§ **WHAT YOU ARE ASKED TO DO**: Nothing but the lines from the start of the records below through the line that has "pub struct AppSettings" should appear, each exactly as given.

§ **GIVEN RECORDS**:
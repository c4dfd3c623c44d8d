//! Settings module - host preferences stored as JSON in the user config dir
//!
//! Only window preferences live here. Language, quadrant filter and the
//! carousel position are session state and are never written.

use anyhow::{Context, Result};
use std::fs;
use std::path::{Path, PathBuf};
use std::time::Duration;
use tracing::warn;

use zen_garden_landing::ControllerConfig;

const CONFIG_FILE_NAME: &str = "settings.json";
const APP_NAME: &str = "zen-garden-landing";

/// Lower bound so a bad config cannot spin the carousel
const MIN_AUTOPLAY_MS: u64 = 1000;

/// Theme mode
#[derive(Debug, Clone, Copy, PartialEq, Eq, Default)]
pub enum ThemeMode {
    #[default]
    System,
    Light,
    Dark,
}

impl ThemeMode {
    pub fn as_str(&self) -> &'static str {
        match self {
            ThemeMode::System => "system",
            ThemeMode::Light => "light",
            ThemeMode::Dark => "dark",
        }
    }

    pub fn from_str(s: &str) -> Self {
        match s.to_lowercase().as_str() {
            "light" => ThemeMode::Light,
            "dark" => ThemeMode::Dark,
            _ => ThemeMode::System,
        }
    }

    pub fn next(&self) -> Self {
        match self {
            ThemeMode::System => ThemeMode::Light,
            ThemeMode::Light => ThemeMode::Dark,
            ThemeMode::Dark => ThemeMode::System,
        }
    }
}

#[derive(Debug, Clone, PartialEq, Eq)]
pub struct AppSettings {
    pub theme_mode: ThemeMode,
    pub autoplay_interval_ms: u64,
}

impl Default for AppSettings {
    fn default() -> Self {
        Self {
            theme_mode: ThemeMode::System,
            autoplay_interval_ms: zen_garden_landing::limits::DEFAULT_AUTOPLAY_INTERVAL.as_millis() as u64,
        }
    }
}

impl AppSettings {
    fn config_file_path() -> Option<PathBuf> {
        dirs::config_dir().map(|p| p.join(APP_NAME).join(CONFIG_FILE_NAME))
    }

    pub fn controller_config(&self) -> ControllerConfig {
        ControllerConfig {
            autoplay_interval: Duration::from_millis(self.autoplay_interval_ms.max(MIN_AUTOPLAY_MS)),
        }
    }

    /// Load from the user config dir, defaults when missing
    pub fn load() -> Self {
        match Self::config_file_path() {
            Some(path) if path.exists() => Self::load_from_path(&path),
            _ => Self::default(),
        }
    }

    /// Unknown or malformed fields fall back to their defaults one by one.
    pub fn load_from_path(path: &Path) -> Self {
        let mut settings = Self::default();

        let content = match fs::read_to_string(path) {
            Ok(c) => c,
            Err(e) => {
                warn!(path = %path.display(), "cannot read settings: {}", e);
                return settings;
            }
        };
        let json = match serde_json::from_str::<serde_json::Value>(&content) {
            Ok(j) => j,
            Err(e) => {
                warn!(path = %path.display(), "malformed settings, using defaults: {}", e);
                return settings;
            }
        };

        if let Some(theme) = json.get("theme_mode").and_then(|v| v.as_str()) {
            settings.theme_mode = ThemeMode::from_str(theme);
        }
        if let Some(ms) = json.get("autoplay_interval_ms").and_then(|v| v.as_u64()) {
            settings.autoplay_interval_ms = ms;
        }

        settings
    }

    pub fn save(&self) -> Result<()> {
        let path = Self::config_file_path().context("Failed to get config directory")?;
        self.save_to_path(&path)
    }

    pub fn save_to_path(&self, path: &Path) -> Result<()> {
        if let Some(parent) = path.parent() {
            fs::create_dir_all(parent)
                .with_context(|| format!("Failed to create config directory: {}", parent.display()))?;
        }

        let json = serde_json::json!({
            "theme_mode": self.theme_mode.as_str(),
            "autoplay_interval_ms": self.autoplay_interval_ms,
        });

        let content = serde_json::to_string_pretty(&json).context("Failed to serialize settings")?;
        fs::write(path, content)
            .with_context(|| format!("Failed to write config file: {}", path.display()))?;

        Ok(())
    }
}

#[cfg(test)]
mod tests {
    use super::*;

    #[test]
    fn test_missing_file_gives_defaults() {
        let dir = tempfile::tempdir().unwrap();
        let settings = AppSettings::load_from_path(&dir.path().join("settings.json"));
        assert_eq!(settings, AppSettings::default());
        assert_eq!(settings.autoplay_interval_ms, 7000);
    }

    #[test]
    fn test_save_then_load() {
        let dir = tempfile::tempdir().unwrap();
        let path = dir.path().join("nested").join("settings.json");
        let settings = AppSettings { theme_mode: ThemeMode::Dark, autoplay_interval_ms: 4000 };
        settings.save_to_path(&path).unwrap();
        assert_eq!(AppSettings::load_from_path(&path), settings);
    }

    #[test]
    fn test_bad_fields_fall_back() {
        let dir = tempfile::tempdir().unwrap();
        let path = dir.path().join("settings.json");
        fs::write(&path, r#"{"theme_mode": "light", "autoplay_interval_ms": "soon"}"#).unwrap();
        let settings = AppSettings::load_from_path(&path);
        assert_eq!(settings.theme_mode, ThemeMode::Light);
        assert_eq!(settings.autoplay_interval_ms, 7000);

        fs::write(&path, "not json").unwrap();
        assert_eq!(AppSettings::load_from_path(&path), AppSettings::default());
    }

    #[test]
    fn test_interval_is_clamped() {
        let settings = AppSettings { theme_mode: ThemeMode::System, autoplay_interval_ms: 10 };
        assert_eq!(settings.controller_config().autoplay_interval, Duration::from_millis(1000));
    }

    #[test]
    fn test_theme_mode_cycle() {
        assert_eq!(ThemeMode::from_str("DARK"), ThemeMode::Dark);
        assert_eq!(ThemeMode::from_str("sepia"), ThemeMode::System);
        assert_eq!(ThemeMode::System.next().next().next(), ThemeMode::System);
    }
}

§ **WRITTEN REPLY**:
repository c4dfd3c623c44d8d
//! Settings module - host preferences stored as JSON in the user config dir
//!
//! Only window preferences live here. Language, quadrant filter and the
//! carousel position are session state and are never written.

use anyhow::{Context, Result};
use std::fs;
use std::path::{Path, PathBuf};
use std::time::Duration;
use tracing::warn;

use zen_garden_landing::ControllerConfig;

const CONFIG_FILE_NAME: &str = "settings.json";
const APP_NAME: &str = "zen-garden-landing";

/// Lower bound so a bad config cannot spin the carousel
const MIN_AUTOPLAY_MS: u64 = 1000;

/// Theme mode
#[derive(Debug, Clone, Copy, PartialEq, Eq, Default)]
pub enum ThemeMode {
    #[default]
    System,
    Light,
    Dark,
}

impl ThemeMode {
    pub fn as_str(&self) -> &'static str {
        match self {
            ThemeMode::System => "system",
            ThemeMode::Light => "light",
            ThemeMode::Dark => "dark",
        }
    }

    pub fn from_str(s: &str) -> Self {
        match s.to_lowercase().as_str() {
            "light" => ThemeMode::Light,
            "dark" => ThemeMode::Dark,
            _ => ThemeMode::System,
        }
    }

    pub fn next(&self) -> Self {
        match self {
            ThemeMode::System => ThemeMode::Light,
            ThemeMode::Light => ThemeMode::Dark,
            ThemeMode::Dark => ThemeMode::System,
        }
    }
}

#[derive(Debug, Clone, PartialEq, Eq)]
pub struct AppSettings {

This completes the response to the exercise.